··· ENTRIES SUPPLIED ···

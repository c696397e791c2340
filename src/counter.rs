//! Line-crossing counter.
//!
//! Each worker owns one `CrossingCounter`. For every tracked object id it keeps
//! the fraction of the box that was below the counting line on the previous
//! frame. An object is counted when it goes from mostly below the line
//! (`>= CROSSING_THRESHOLD`) to mostly above it (`< CROSSING_THRESHOLD`) while
//! its horizontal center is inside the counting zone. After a count the object
//! stays disarmed until it is mostly below the line again.
//!
//! State for ids that do not appear in a frame is dropped by `finish_frame`, so
//! memory is bounded by the number of objects visible in one frame.

use std::collections::{HashMap, HashSet};

use crate::detect::BoundingBox;

/// Fraction of box height that must be below the line for an object to count as "below".
pub const CROSSING_THRESHOLD: f32 = 0.70;

/// Horizontal pixel range in which crossings are eligible.
#[derive(Clone, Copy, Debug, PartialEq)]
pub struct ZoneBounds {
    pub start: f32,
    pub end: f32,
}

impl ZoneBounds {
    pub fn contains(&self, x: f32) -> bool {
        self.start <= x && x <= self.end
    }
}

/// Counting line and zone in pixel coordinates for one frame size.
#[derive(Clone, Copy, Debug, PartialEq)]
pub struct CountingGeometry {
    pub line_y: f32,
    pub zone: ZoneBounds,
}

impl CountingGeometry {
    /// Derive pixel geometry from configured fractions.
    ///
    /// `line_position` is the line height as a fraction of frame height,
    /// `line_width` the zone width as a fraction of frame width, centered.
    /// Both are clamped to `[0, 1]`; pixel values are truncated.
    pub fn from_frame(width: u32, height: u32, line_position: f32, line_width: f32) -> Self {
        let line_position = clamp_unit(line_position);
        let line_width = clamp_unit(line_width);
        let line_y = (height as f32 * line_position).trunc();
        let zone_px = width as f32 * line_width;
        let start = ((width as f32 - zone_px) / 2.0).trunc();
        let end = (start + zone_px).trunc();
        Self {
            line_y,
            zone: ZoneBounds { start, end },
        }
    }
}

fn clamp_unit(value: f32) -> f32 {
    if value.is_nan() {
        return 0.0;
    }
    value.clamp(0.0, 1.0)
}

/// Per-track state. Never shared outside the owning worker.
#[derive(Clone, Copy, Debug, Default, PartialEq)]
pub struct TrackerState {
    pub previous_fraction_below: Option<f32>,
    pub counted_this_crossing: bool,
}

#[derive(Debug, Default)]
pub struct CrossingCounter {
    states: HashMap<u64, TrackerState>,
    seen_this_frame: HashSet<u64>,
}

impl CrossingCounter {
    pub fn new() -> Self {
        Self::default()
    }

    /// Feed one tracked box for the current frame. Returns true exactly on a countable crossing.
    pub fn update(&mut self, track_id: u64, bbox: &BoundingBox, line_y: f32, zone: ZoneBounds) -> bool {
        self.seen_this_frame.insert(track_id);

        let Some(fraction_below) = fraction_below(bbox, line_y) else {
            return false;
        };
        let in_zone = zone.contains(bbox.center_x());

        let state = self.states.entry(track_id).or_default();
        let was_below = state
            .previous_fraction_below
            .is_some_and(|prev| prev >= CROSSING_THRESHOLD);
        let is_above = fraction_below < CROSSING_THRESHOLD;

        let crossed = was_below && is_above && !state.counted_this_crossing && in_zone;
        if crossed {
            state.counted_this_crossing = true;
        } else if fraction_below >= CROSSING_THRESHOLD {
            state.counted_this_crossing = false;
        }
        state.previous_fraction_below = Some(fraction_below);

        crossed
    }

    /// Close the current frame: drop state for every id not seen since the previous call.
    ///
    /// Returns the number of purged ids.
    pub fn finish_frame(&mut self) -> usize {
        let before = self.states.len();
        let seen = &self.seen_this_frame;
        self.states.retain(|id, _| seen.contains(id));
        self.seen_this_frame.clear();
        before - self.states.len()
    }

    pub fn state(&self, track_id: u64) -> Option<&TrackerState> {
        self.states.get(&track_id)
    }

    /// Number of ids with live state.
    pub fn tracked(&self) -> usize {
        self.states.len()
    }
}

/// Fraction of the box height below `line_y`, or `None` for degenerate boxes.
pub fn fraction_below(bbox: &BoundingBox, line_y: f32) -> Option<f32> {
    let height = bbox.height();
    if height <= 0.0 || !height.is_finite() {
        return None;
    }
    let pixels_below = (bbox.y2 - line_y).max(0.0);
    Some((pixels_below / height).clamp(0.0, 1.0))
}

#[cfg(test)]
mod tests {
    use super::*;

    const LINE_Y: f32 = 100.0;
    const FULL_WIDTH: ZoneBounds = ZoneBounds {
        start: 0.0,
        end: 640.0,
    };

    /// Box 100px tall, centered at `cx`, with `fraction` of its height below `LINE_Y`.
    fn box_with_fraction(cx: f32, fraction: f32) -> BoundingBox {
        let y2 = LINE_Y + fraction * 100.0;
        BoundingBox::new(cx - 10.0, y2 - 100.0, cx + 10.0, y2)
    }

    fn feed(counter: &mut CrossingCounter, id: u64, cx: f32, fractions: &[f32]) -> usize {
        let mut counted = 0;
        for &fraction in fractions {
            if counter.update(id, &box_with_fraction(cx, fraction), LINE_Y, FULL_WIDTH) {
                counted += 1;
            }
            counter.finish_frame();
        }
        counted
    }

    #[test]
    fn upward_crossing_counts_once() {
        let mut counter = CrossingCounter::new();
        let mut hits = Vec::new();
        for fraction in [0.9, 0.75, 0.5, 0.3] {
            hits.push(counter.update(7, &box_with_fraction(320.0, fraction), LINE_Y, FULL_WIDTH));
            counter.finish_frame();
        }
        assert_eq!(hits, vec![false, false, true, false]);
    }

    #[test]
    fn counted_object_rearms_after_dropping_below_again() {
        let mut counter = CrossingCounter::new();
        assert_eq!(feed(&mut counter, 7, 320.0, &[0.9, 0.75, 0.5, 0.3]), 1);
        assert_eq!(feed(&mut counter, 7, 320.0, &[0.3, 0.8, 0.4]), 1);
    }

    #[test]
    fn hovering_above_line_does_not_recount() {
        let mut counter = CrossingCounter::new();
        assert_eq!(feed(&mut counter, 1, 320.0, &[0.9, 0.5, 0.6, 0.2, 0.65]), 1);
    }

    #[test]
    fn downward_motion_never_counts() {
        let mut counter = CrossingCounter::new();
        assert_eq!(feed(&mut counter, 1, 320.0, &[0.0, 0.3, 0.69, 0.71, 1.0]), 0);
    }

    #[test]
    fn first_sighting_above_line_never_counts() {
        let mut counter = CrossingCounter::new();
        assert_eq!(feed(&mut counter, 1, 320.0, &[0.2]), 0);
        assert_eq!(
            counter.state(1).and_then(|s| s.previous_fraction_below),
            Some(0.2)
        );
    }

    #[test]
    fn object_outside_zone_never_counts() {
        let zone = ZoneBounds {
            start: 200.0,
            end: 440.0,
        };
        let mut counter = CrossingCounter::new();
        let mut counted = 0;
        for fraction in [0.9, 0.75, 0.5, 0.3, 0.95, 0.1, 1.0, 0.0] {
            if counter.update(4, &box_with_fraction(100.0, fraction), LINE_Y, zone) {
                counted += 1;
            }
            counter.finish_frame();
        }
        assert_eq!(counted, 0);
    }

    #[test]
    fn zone_edges_are_inclusive() {
        let zone = ZoneBounds {
            start: 200.0,
            end: 440.0,
        };
        assert!(zone.contains(200.0));
        assert!(zone.contains(440.0));
        assert!(!zone.contains(440.5));
    }

    #[test]
    fn degenerate_boxes_are_skipped_but_keep_the_id_alive() {
        let mut counter = CrossingCounter::new();
        counter.update(9, &box_with_fraction(320.0, 0.9), LINE_Y, FULL_WIDTH);
        counter.finish_frame();

        let flat = BoundingBox::new(310.0, 150.0, 330.0, 150.0);
        assert!(!counter.update(9, &flat, LINE_Y, FULL_WIDTH));
        assert_eq!(counter.finish_frame(), 0);
        assert_eq!(
            counter.state(9).and_then(|s| s.previous_fraction_below),
            Some(0.9)
        );

        // Still armed from the last valid observation.
        assert!(counter.update(9, &box_with_fraction(320.0, 0.4), LINE_Y, FULL_WIDTH));
    }

    #[test]
    fn state_is_purged_one_frame_after_id_disappears() {
        let mut counter = CrossingCounter::new();
        counter.update(1, &box_with_fraction(320.0, 0.9), LINE_Y, FULL_WIDTH);
        counter.update(2, &box_with_fraction(320.0, 0.9), LINE_Y, FULL_WIDTH);
        assert_eq!(counter.finish_frame(), 0);
        assert_eq!(counter.tracked(), 2);

        counter.update(2, &box_with_fraction(320.0, 0.8), LINE_Y, FULL_WIDTH);
        assert_eq!(counter.finish_frame(), 1);
        assert!(counter.state(1).is_none());
        assert!(counter.state(2).is_some());

        // A reappearing id starts from scratch and cannot count on its first frame back.
        assert!(!counter.update(1, &box_with_fraction(320.0, 0.3), LINE_Y, FULL_WIDTH));
    }

    #[test]
    fn churning_ids_do_not_grow_state() {
        let mut counter = CrossingCounter::new();
        for id in 0..10_000u64 {
            counter.update(id, &box_with_fraction(320.0, 0.9), LINE_Y, FULL_WIDTH);
            counter.update(id + 1_000_000, &box_with_fraction(320.0, 0.9), LINE_Y, FULL_WIDTH);
            counter.finish_frame();
            assert!(counter.tracked() <= 2);
        }
    }

    #[test]
    fn fraction_below_is_clamped() {
        assert_eq!(fraction_below(&BoundingBox::new(0.0, 0.0, 10.0, 50.0), 100.0), Some(0.0));
        assert_eq!(fraction_below(&BoundingBox::new(0.0, 150.0, 10.0, 200.0), 100.0), Some(1.0));
        assert_eq!(fraction_below(&BoundingBox::new(0.0, 80.0, 10.0, 120.0), 100.0), Some(0.5));
        assert_eq!(fraction_below(&BoundingBox::new(0.0, 80.0, 10.0, 70.0), 100.0), None);
    }

    #[test]
    fn geometry_centers_zone_and_clamps_fractions() {
        let g = CountingGeometry::from_frame(640, 480, 0.5, 0.5);
        assert_eq!(g.line_y, 240.0);
        assert_eq!(g.zone, ZoneBounds { start: 160.0, end: 480.0 });

        let g = CountingGeometry::from_frame(640, 480, 1.7, -0.2);
        assert_eq!(g.line_y, 480.0);
        assert_eq!(g.zone, ZoneBounds { start: 320.0, end: 320.0 });

        let full = CountingGeometry::from_frame(641, 481, 0.25, 1.0);
        assert_eq!(full.line_y, 120.0);
        assert_eq!(full.zone, ZoneBounds { start: 0.0, end: 641.0 });
    }
}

···

■ **YOUR OBJECTIVE**
Pick out every line of the listing containing the word "centered", and show those lines.

■ **ANSWER FOR THIS EXERCISE**
    /// `line_width` the zone width as a fraction of frame width, centered.
    /// Box 100px tall, centered at `cx`, with `fraction` of its height below `LINE_Y`.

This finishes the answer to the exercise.